I hope these guys have got really good auditors. On site.
One hint. If he says he's got this great idea about investing the team's funds in currency derivatives, don't listen.

Sunday, April 17, 2005


Space Technology and the Classics


Satellite imaging technology has allowed scholars to read previously unreadable papyri from the Greek and ancient world [h/t to BF for this link]:


For more than a century, it has caused excitement and frustration in equal measure - a collection of Greek and Roman writings so vast it could redraw the map of classical civilisation. If only it was legible.

Now, in a breakthrough described as the classical equivalent of finding the holy grail, Oxford University scientists have employed infra-red technology to open up the hoard, known as the Oxyrhynchus Papyri, and with it the prospect that hundreds of lost Greek comedies, tragedies and epic poems will soon be revealed.

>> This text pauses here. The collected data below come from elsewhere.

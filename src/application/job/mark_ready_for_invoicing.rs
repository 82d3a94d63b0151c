use std::sync::Arc;

use crate::application::common::OperationOutcome;
use crate::domain::job::{JobError, JobId, JobService};

/// Queues a finished job for invoicing. Business-rule failures come back as
/// an unsuccessful outcome; only storage failures are errors.
pub struct MarkReadyForInvoicingUseCase {
  job_service: Arc<JobService>,
}

impl MarkReadyForInvoicingUseCase {
  pub fn new(job_service: Arc<JobService>) -> Self {
    Self { job_service }
  }

  pub async fn execute(&self, job_id: String) -> Result<OperationOutcome, JobError> {
    let job_id = match JobId::parse(job_id) {
      Ok(id) => id,
      Err(e) => return Ok(OperationOutcome::failed(e.to_string())),
    };

    match self.job_service.mark_job_ready_for_invoicing(&job_id).await {
      Ok(_) => Ok(OperationOutcome::ok()),
      Err(e) if e.is_persistence() => Err(e),
      Err(e) => {
        tracing::debug!("Job {} not marked ready for invoicing: {}", job_id, e);
        Ok(OperationOutcome::failed(e.to_string()))
      }
    }
  }
}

In the past four days alone, Oxford's classicists have used it to make a series of astonishing discoveries, including writing by Sophocles, Euripides, Hesiod and other literary giants of the ancient world, lost for millennia. They even believe they are likely to find lost Christian gospels, the originals of which were written around the time of the earliest books of the New Testament.

The original papyrus documents, discovered in an ancient rubbish dump in central Egypt, are often meaningless to the naked eye - decayed, worm-eaten and blackened by the passage of time. But scientists using the new photographic technique, developed from satellite imaging, are bringing the original writing back into view. Academics have hailed it as a development which could lead to a 20 per cent increase in the number of great Greek and Roman works in existence. Some are even predicting a "second Renaissance".

I wonder how many classics scholars opposed the space missions and the devotion of so many scarce resources to space technology.

I also wonder how future courses in the classics and religion will be affected. This is pretty exciting stuff!

God Doesn't Play Dice with the Universe

Or so said Albert Einstein.

Oh yeah? [from Slate]


Another Epiphany?
A Flash of Light on the Garden State?

Episcopalian Priest leaves church to join the Druids.

An Episcopal priest has renounced his ordination to lead a Druid order.
...W. William Melnyk, former rector of St. James Episcopal Church in Downingtown, called his decision to become a Druid priest "a joyous occasion." Melnyk has formed the Llynhydd Grove of the Druid Order of the Yew, which he will lead under his Druid name, OakWyse.

...Bob Bruhin, development director of the Delaware Valley Pagan Network, described modern Druidism as a New Age religion whose followers worship the sun, nature and trees and explore traditional Celtic beliefs.
I wonder how many stones are put into the collection plate.